Linking gene expression patterns and brain morphometry to trauma and symptom severity in patients with functional seizures

Objective: Adverse life experiences (ALEs) increase the susceptibility to functional (somatoform/dissociative) symptoms, likely through neurodevelopmental effects. This analysis aimed to illuminate potential genetic influences in neuroanatomical variation related to functional symptoms and ALEs in patients with functional seizures. Methods: Questionnaires, structural brain MRIs and Allen Human Brain Atlas gene expression information were used to probe the intersection of functional symptom severity (Somatoform Dissociation Questionnaire, SDQ-20), ALE burden, and gray matter volumes in 20 patients with functional seizures.

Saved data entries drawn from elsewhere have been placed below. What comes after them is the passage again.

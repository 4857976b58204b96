mod client;
pub mod models;
pub mod time;

pub use client::{GoogleWorkspaceClient, DEFAULT_EVENT_DESCRIPTION};
pub use models::{CalendarEvent, EventDateTime, NewEvent, NewTask, TaskItem};
#[macro_use]
extern crate rust_i18n;

pub mod components;
pub mod config;
pub mod error;
pub mod server;
pub mod shutdown;
pub mod startup;
pub mod utils;

// Initialize i18n
i18n!("locales", fallback = "en");
use crate::components::google_workspace::{CalendarEvent, TaskItem};
use crate::error::{Error, ErrorKind};
use serde::Serialize;

/// Payload returned alongside a successful action
#[derive(Debug, Clone, PartialEq, Serialize)]
#[serde(untagged)]
pub enum ActionData {
    Event(CalendarEvent),
    Task(TaskItem),
    Events(Vec<CalendarEvent>),
}

/// Uniform response of one request
#[derive(Debug, Clone, PartialEq, Serialize)]
pub struct ResultEnvelope {
    pub success: bool,
    pub message: String,
    #[serde(skip_serializing_if = "Option::is_none")]
    pub data: Option<ActionData>,
    /// What went wrong, if anything; not part of the response body
    #[serde(skip)]
    failure: Option<ErrorKind>,
}

impl ResultEnvelope {
    /// A completed action
    pub fn success(message: impl Into<String>, data: ActionData) -> Self {
        Self {
            success: true,
            message: message.into(),
            data: Some(data),
            failure: None,
        }
    }

    /// A request that finished without doing anything, such as an unrecognized intent
    pub fn declined(message: impl Into<String>) -> Self {
        Self {
            success: false,
            message: message.into(),
            data: None,
            failure: None,
        }
    }

    /// A failed request carrying the error's message
    pub fn from_error(err: &Error) -> Self {
        Self::failed(err.kind(), err.to_string())
    }

    /// A failed request with an explicit message
    pub fn failed(kind: ErrorKind, message: impl Into<String>) -> Self {
        Self {
            success: false,
            message: message.into(),
            data: None,
            failure: Some(kind),
        }
    }

    /// Kind of failure, `None` when the request did not fail
    pub fn failure(&self) -> Option<ErrorKind> {
        self.failure
    }
}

Results: Functional symptom severity positively correlated with the extent of sexual trauma, emotional neglect, and threat to life experiences. In voxel-based morphometry analyses, increased SDQ-20 scores related to decreased bilateral insula, left orbitofrontal, right amygdala, and perigenual and posterior cingulate gray matter volumes. Left insula findings held adjusted for psychiatric comorbidities. Increased sexual trauma burden correlated with decreased right posterior insula and putamen volumes; increased emotional neglect related to decreased bilateral insula and right amygdala volumes. The sexual trauma-right insula/putamen and emotional neglect-right amygdala relationships held adjusting for individual differences in psychiatric comorbidities. When probing the intersection of symptom severity and sexual trauma volumetric findings, genes overrepresented in adrenergic, serotonergic, oxytocin, opioid, and GABA receptor signaling pathways were spatially correlated. This set of genes was over-expressed in cortical and amygdala development. Conclusion: ALEs and functional symptom severity were associated with gray matter alterations in cingulo-insular and amygdala areas. Transcriptomic analysis of this anatomical variation revealed a potential involvement of several receptor signaling pathways.